#### REQUIRED ACTION:
Each line that holds the string "random" counts once. Say how many such lines the entries have, giving the number only.

#### MATERIALS PROVIDED:
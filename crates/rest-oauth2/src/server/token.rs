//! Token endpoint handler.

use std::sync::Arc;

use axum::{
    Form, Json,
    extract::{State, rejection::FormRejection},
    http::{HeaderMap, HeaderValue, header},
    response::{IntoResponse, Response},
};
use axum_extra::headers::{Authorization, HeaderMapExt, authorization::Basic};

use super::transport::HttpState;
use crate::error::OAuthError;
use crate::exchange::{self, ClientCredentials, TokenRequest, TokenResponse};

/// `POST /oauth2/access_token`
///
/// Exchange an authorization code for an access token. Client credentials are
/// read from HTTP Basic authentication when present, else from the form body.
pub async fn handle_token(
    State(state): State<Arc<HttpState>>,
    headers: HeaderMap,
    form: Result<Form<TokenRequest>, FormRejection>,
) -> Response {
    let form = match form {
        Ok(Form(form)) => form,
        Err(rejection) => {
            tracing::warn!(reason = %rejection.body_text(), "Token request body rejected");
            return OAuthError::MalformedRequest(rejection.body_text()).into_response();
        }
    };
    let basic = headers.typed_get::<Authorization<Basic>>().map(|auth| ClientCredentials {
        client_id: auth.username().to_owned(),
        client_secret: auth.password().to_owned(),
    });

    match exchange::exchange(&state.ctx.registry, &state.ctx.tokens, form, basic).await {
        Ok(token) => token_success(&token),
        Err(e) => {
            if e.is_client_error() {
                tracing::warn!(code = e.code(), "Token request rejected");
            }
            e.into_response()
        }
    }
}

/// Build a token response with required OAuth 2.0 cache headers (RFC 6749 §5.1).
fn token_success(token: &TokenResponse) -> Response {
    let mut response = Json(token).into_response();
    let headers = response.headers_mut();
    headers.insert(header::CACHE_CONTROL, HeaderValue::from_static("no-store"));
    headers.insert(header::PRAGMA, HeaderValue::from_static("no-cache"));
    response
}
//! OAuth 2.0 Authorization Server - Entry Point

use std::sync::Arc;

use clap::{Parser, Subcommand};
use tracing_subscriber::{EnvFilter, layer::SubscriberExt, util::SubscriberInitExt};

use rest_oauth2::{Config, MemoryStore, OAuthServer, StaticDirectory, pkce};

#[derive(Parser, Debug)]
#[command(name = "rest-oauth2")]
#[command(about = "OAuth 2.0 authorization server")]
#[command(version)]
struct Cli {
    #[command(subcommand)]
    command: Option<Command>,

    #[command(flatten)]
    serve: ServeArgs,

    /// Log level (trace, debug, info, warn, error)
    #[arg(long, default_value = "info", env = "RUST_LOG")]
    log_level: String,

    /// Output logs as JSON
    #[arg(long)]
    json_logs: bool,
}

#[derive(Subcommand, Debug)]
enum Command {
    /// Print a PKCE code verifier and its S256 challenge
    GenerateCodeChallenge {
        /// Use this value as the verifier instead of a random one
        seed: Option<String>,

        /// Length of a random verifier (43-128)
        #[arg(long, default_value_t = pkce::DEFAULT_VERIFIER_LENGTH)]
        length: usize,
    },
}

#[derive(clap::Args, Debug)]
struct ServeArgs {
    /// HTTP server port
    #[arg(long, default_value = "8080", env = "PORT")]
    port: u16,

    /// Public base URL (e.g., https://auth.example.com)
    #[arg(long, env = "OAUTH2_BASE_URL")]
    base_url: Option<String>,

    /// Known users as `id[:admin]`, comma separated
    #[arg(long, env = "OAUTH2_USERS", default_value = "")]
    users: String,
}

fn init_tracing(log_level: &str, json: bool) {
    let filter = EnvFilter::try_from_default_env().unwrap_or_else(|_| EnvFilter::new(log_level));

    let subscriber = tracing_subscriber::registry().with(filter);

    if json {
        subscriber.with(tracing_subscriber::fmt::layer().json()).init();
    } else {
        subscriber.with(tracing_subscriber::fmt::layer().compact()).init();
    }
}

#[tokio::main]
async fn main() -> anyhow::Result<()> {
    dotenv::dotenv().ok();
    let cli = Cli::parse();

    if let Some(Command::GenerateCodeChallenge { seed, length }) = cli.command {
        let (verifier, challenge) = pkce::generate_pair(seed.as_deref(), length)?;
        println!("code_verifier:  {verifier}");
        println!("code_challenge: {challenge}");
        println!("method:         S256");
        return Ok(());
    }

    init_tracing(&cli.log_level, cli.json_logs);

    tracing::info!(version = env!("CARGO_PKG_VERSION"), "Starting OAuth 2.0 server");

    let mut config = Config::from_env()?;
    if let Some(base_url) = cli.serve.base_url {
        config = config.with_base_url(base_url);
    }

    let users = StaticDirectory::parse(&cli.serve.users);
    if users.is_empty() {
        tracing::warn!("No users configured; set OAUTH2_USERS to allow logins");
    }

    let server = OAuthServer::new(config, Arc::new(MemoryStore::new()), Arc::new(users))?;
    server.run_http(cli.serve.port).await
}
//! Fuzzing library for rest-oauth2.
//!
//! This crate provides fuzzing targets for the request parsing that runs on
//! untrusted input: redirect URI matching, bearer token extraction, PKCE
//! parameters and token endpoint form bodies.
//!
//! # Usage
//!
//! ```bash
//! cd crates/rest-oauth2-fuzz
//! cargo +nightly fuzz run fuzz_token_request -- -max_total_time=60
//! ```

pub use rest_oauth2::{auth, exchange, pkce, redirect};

==

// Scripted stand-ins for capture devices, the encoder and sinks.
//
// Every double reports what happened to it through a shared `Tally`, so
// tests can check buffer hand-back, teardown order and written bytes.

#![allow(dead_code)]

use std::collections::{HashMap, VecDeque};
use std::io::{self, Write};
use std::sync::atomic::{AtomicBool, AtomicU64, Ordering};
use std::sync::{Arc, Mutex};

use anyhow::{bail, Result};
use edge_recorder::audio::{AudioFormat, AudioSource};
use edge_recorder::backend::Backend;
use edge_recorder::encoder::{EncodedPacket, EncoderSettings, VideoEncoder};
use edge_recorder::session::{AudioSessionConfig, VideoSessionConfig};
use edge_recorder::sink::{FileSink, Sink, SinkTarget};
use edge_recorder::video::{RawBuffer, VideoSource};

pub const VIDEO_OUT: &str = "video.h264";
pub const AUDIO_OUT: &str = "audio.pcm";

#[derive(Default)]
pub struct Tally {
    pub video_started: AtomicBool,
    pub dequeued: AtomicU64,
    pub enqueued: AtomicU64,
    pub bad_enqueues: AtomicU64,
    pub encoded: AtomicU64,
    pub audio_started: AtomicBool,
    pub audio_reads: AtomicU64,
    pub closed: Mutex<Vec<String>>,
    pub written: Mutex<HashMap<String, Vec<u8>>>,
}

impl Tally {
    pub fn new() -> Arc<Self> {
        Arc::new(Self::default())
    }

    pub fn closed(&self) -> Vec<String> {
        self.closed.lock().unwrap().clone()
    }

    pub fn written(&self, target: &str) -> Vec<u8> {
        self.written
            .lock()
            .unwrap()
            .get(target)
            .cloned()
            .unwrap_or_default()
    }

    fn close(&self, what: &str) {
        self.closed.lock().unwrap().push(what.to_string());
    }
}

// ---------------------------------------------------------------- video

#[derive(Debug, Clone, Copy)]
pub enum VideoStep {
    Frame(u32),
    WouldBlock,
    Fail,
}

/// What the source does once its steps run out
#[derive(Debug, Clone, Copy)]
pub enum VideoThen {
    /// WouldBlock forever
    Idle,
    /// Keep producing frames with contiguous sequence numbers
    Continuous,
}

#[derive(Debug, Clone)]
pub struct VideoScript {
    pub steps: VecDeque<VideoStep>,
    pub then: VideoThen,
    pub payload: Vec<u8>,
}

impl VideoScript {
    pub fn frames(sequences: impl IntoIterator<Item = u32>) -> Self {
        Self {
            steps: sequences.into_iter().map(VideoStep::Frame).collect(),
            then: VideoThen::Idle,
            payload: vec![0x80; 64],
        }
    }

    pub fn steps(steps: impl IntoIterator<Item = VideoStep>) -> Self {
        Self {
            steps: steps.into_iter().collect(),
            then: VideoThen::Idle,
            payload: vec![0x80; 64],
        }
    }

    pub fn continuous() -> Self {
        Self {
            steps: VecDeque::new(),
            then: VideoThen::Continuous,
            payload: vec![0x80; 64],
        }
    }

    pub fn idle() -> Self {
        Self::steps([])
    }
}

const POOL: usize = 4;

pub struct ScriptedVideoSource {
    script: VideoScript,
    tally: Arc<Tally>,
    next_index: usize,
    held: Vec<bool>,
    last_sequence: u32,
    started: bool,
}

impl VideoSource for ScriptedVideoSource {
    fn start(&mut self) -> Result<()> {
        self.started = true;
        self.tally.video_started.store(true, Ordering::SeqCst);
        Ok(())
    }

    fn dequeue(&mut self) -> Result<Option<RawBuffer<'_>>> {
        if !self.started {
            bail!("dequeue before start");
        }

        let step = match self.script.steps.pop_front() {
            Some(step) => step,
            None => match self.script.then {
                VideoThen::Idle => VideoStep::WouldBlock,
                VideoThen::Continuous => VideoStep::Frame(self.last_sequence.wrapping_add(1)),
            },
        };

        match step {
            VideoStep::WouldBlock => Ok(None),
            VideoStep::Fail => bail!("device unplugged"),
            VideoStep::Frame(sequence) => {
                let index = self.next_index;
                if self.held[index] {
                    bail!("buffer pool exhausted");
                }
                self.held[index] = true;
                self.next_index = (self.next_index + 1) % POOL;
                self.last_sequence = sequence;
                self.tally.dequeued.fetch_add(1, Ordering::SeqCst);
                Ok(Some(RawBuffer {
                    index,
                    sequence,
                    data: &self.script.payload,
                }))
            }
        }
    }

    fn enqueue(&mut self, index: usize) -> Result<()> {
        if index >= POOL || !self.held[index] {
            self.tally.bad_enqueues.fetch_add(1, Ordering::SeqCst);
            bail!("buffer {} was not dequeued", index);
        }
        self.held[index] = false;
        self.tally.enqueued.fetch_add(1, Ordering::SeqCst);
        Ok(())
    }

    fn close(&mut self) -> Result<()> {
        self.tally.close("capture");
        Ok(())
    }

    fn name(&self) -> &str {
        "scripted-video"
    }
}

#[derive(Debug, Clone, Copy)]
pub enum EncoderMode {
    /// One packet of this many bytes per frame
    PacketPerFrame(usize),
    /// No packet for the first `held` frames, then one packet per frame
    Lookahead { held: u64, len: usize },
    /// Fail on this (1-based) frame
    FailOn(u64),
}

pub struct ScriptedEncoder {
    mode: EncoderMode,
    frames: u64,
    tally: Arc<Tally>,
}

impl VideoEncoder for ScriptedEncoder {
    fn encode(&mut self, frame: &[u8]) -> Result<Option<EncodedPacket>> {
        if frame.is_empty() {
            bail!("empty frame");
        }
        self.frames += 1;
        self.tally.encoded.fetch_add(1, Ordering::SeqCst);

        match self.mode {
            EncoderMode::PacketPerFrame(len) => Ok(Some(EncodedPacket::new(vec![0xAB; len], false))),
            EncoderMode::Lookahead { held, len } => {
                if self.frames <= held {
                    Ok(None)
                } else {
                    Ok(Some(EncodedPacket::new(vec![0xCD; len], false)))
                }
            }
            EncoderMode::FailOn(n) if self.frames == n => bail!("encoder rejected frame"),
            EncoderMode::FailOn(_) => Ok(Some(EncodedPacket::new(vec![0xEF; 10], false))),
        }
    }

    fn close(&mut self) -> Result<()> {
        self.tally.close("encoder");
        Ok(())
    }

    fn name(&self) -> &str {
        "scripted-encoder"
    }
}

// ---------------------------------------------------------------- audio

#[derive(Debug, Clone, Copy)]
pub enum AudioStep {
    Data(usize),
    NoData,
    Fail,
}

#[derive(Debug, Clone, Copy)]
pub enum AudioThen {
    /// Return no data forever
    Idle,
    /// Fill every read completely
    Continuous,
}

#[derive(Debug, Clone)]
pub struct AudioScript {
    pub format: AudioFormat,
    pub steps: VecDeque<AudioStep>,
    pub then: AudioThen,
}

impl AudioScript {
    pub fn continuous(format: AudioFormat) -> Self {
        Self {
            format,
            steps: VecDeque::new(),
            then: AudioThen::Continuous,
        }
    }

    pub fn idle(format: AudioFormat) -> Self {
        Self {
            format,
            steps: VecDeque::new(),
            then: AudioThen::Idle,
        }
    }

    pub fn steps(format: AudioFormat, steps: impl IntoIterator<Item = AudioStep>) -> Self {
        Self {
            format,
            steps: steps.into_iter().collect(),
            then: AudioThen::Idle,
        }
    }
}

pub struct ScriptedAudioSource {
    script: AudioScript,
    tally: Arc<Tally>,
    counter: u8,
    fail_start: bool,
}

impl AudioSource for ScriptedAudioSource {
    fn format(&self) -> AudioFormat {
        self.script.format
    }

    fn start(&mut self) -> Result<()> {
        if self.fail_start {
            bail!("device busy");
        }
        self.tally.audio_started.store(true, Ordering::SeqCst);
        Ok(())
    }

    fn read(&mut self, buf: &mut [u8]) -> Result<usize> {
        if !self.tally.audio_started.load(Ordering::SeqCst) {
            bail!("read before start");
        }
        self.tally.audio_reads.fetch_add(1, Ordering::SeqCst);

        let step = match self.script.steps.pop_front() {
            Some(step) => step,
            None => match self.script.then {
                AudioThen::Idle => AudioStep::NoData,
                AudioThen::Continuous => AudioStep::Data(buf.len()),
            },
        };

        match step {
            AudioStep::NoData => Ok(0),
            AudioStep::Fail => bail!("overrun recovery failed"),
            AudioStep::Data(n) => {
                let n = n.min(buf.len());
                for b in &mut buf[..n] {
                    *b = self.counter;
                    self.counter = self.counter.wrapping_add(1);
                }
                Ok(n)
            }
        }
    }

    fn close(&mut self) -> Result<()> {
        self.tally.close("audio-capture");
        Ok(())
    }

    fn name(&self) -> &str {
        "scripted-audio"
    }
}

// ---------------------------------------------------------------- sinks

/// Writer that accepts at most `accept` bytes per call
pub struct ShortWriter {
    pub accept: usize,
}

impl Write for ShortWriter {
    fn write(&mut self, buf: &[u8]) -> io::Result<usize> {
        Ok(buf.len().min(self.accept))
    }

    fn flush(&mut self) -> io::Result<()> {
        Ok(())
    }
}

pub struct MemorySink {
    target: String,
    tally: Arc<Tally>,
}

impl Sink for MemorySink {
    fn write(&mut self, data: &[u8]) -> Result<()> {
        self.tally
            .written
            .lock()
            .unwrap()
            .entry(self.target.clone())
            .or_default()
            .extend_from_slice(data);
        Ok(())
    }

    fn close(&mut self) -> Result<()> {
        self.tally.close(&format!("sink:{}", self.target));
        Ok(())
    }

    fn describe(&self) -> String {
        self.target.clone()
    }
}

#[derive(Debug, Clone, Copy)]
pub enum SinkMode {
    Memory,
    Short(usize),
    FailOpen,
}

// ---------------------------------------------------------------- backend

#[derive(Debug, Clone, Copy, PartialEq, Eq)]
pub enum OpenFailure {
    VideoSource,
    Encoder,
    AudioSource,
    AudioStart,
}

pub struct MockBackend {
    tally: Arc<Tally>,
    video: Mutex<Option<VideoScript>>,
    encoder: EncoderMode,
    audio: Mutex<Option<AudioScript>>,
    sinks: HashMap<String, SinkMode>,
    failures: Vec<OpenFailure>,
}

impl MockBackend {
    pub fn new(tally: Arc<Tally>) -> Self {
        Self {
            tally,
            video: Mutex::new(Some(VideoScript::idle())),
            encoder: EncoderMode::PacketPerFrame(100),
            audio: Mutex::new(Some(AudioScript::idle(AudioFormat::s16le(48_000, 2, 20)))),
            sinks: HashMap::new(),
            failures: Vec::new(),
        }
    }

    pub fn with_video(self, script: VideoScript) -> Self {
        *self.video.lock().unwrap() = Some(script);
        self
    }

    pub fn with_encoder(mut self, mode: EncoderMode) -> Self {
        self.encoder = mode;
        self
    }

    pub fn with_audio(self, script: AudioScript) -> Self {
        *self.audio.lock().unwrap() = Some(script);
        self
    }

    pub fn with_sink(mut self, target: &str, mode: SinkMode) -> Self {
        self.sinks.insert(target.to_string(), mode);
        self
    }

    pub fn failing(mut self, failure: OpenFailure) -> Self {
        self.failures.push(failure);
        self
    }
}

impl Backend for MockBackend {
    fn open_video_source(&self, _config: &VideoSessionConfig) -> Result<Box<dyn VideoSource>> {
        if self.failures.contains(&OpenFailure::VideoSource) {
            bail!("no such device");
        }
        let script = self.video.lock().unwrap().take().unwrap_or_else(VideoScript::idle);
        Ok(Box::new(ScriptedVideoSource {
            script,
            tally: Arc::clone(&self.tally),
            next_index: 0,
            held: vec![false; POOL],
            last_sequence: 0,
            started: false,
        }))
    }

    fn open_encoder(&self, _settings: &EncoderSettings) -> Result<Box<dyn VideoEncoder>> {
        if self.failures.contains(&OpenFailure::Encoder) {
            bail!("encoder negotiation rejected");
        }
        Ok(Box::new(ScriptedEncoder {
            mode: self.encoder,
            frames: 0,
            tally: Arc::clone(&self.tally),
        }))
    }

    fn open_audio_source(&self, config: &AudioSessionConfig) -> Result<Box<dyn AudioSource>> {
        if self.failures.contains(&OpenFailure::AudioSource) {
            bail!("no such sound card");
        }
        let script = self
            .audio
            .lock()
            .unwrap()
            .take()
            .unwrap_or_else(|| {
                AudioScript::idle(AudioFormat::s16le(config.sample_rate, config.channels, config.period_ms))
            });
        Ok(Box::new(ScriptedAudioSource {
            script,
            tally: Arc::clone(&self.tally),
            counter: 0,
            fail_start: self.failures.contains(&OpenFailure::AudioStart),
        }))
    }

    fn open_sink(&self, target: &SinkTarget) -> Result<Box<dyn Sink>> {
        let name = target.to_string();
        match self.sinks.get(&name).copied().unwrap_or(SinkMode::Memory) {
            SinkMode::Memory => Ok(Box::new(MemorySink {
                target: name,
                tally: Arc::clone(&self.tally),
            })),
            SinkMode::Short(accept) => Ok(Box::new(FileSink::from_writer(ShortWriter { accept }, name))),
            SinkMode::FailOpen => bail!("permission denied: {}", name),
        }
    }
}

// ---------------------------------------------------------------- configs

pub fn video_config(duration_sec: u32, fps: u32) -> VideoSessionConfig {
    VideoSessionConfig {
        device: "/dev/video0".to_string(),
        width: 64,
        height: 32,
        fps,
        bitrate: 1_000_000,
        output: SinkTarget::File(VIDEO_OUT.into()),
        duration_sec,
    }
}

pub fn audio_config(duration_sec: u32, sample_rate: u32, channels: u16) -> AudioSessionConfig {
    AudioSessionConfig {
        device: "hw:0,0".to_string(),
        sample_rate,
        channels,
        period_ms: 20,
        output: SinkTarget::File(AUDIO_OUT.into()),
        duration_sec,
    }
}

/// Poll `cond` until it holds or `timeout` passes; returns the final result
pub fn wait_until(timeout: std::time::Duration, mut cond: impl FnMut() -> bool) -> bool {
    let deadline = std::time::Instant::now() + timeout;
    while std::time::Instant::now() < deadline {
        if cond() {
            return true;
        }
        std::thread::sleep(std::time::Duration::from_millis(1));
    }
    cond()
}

#### WORKED SOLUTION:
2